Forget over-tweezed arches and brushed-up volume. The new brow standard is straighter, softer, and surprisingly more flattering for most faces.
Eyebrows have always said something about the time we’re living in and the facelift brows is gaining traction. The pencil-thin brows of the early 2000s said one thing. The bold, laminated, brushed-up styles of the past few years said another. Now, a new shape is starting to take hold, and it’s whispering rather than shouting.
A growing number of celebrity faces are making the case for it. Ariana Grande, Cardi B, and Emma Stone have all been spotted wearing the look, a straighter, elongated brow shape that creates a subtle upward pull on the entire eye area without any surgical help.
What makes facelift brows different
The defining quality of a facelift brows are its restraint. According to celebrity brow stylist Joey Healy, the shape runs straighter through the body of the brow, with a gently elevated tail that extends the eye horizontally rather than lifting it vertically.
This is a meaningful departure from the laminated brow, which prioritizes fullness and an upward brush-through. The facelift brow trades that for a cleaner, sharper line.

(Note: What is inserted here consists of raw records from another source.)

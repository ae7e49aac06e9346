use serde::{Deserialize, Serialize};

// =========================================================
// Intraday (5-minute) metrics
// =========================================================

/// Path of the intraday metrics endpoint (`?date=`).
pub const GET_METRICS: &str = "/metrics";

/// One intraday sample.
#[derive(Debug, Clone, PartialEq, Serialize, Deserialize)]
pub struct MinutePoint {
    /// Timestamp, RFC 3339.
    pub t: String,
    #[serde(default)]
    pub amr: Option<f64>,
}

/// `GET /metrics?date=` response.
#[derive(Debug, Clone, PartialEq, Serialize, Deserialize)]
pub struct MetricsResponse {
    #[serde(default)]
    pub points: Vec<MinutePoint>,
}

In its more minimal interpretations, the arch is nearly gone entirely, replaced by a nearly flat shape with a barely-there lift at the outer end.
Healy is careful to point out that arches are not being abolished. They’re being softened, scaled back just enough to shift the overall impression from sculpted to effortless.
Which faces benefit most from facelift brows
Not every brow shape adapts easily to this trend, and Healy is direct about that. The facelift brow works most naturally on people who already have a low or subtle arch. For everyone else, the approach requires some adaptation.
The good news is that adapting doesn’t mean aggressive grooming. Healy’s recommendation is to use makeup to suggest the shape rather than tweezers to force it. That keeps the door open for different interpretations and avoids the regret that comes with over-plucking.
Where the facelift brows earn its name is in what it does structurally. By drawing the eye outward and slightly upward along the tail, it creates an opening effect across the entire upper face. Cheekbones read as higher. The eye area looks more awake. The overall effect reads as a refresh rather than a transformation.
How to style facelift brows at home
The styling process for facelift brows centers on technique, not removal. Healy’s guidance starts with the direction of the brush stroke. Rather than combing hairs straight up, which amplifies volume and arch, the goal is to brush them outward. This flattens the shape and keeps the front of the brow soft and natural.
When filling in the brow, concentration matters. Product should be densest through the middle section, with a lighter, more diffused application near the arch. This visual trick softens the peak without eliminating it, making the brow appear longer and straighter even if the underlying shape hasn’t changed.
The facelift brow mistakes to watch for
Two errors come up consistently when people attempt facelift brows. The first is taking the flattening too far. A brow with no arch at all tends to read as heavy or droopy, which works against the entire point. The second is overextending the tail downward, which pulls the eye in the wrong direction.
The third and most irreversible mistake is over-tweezing the top edge of the brow. Removing hairs from above collapses the structure of the brow and creates a thinness that’s slow to recover. Whatever reshaping happens should come through styling and filling, not removal.
The facelift brow is a reminder that some of the most effective beauty shifts are the ones you almost can’t see. The shape doesn’t announce itself. It just makes everything around it look a little more awake, a little more lifted, and quietly, noticeably better.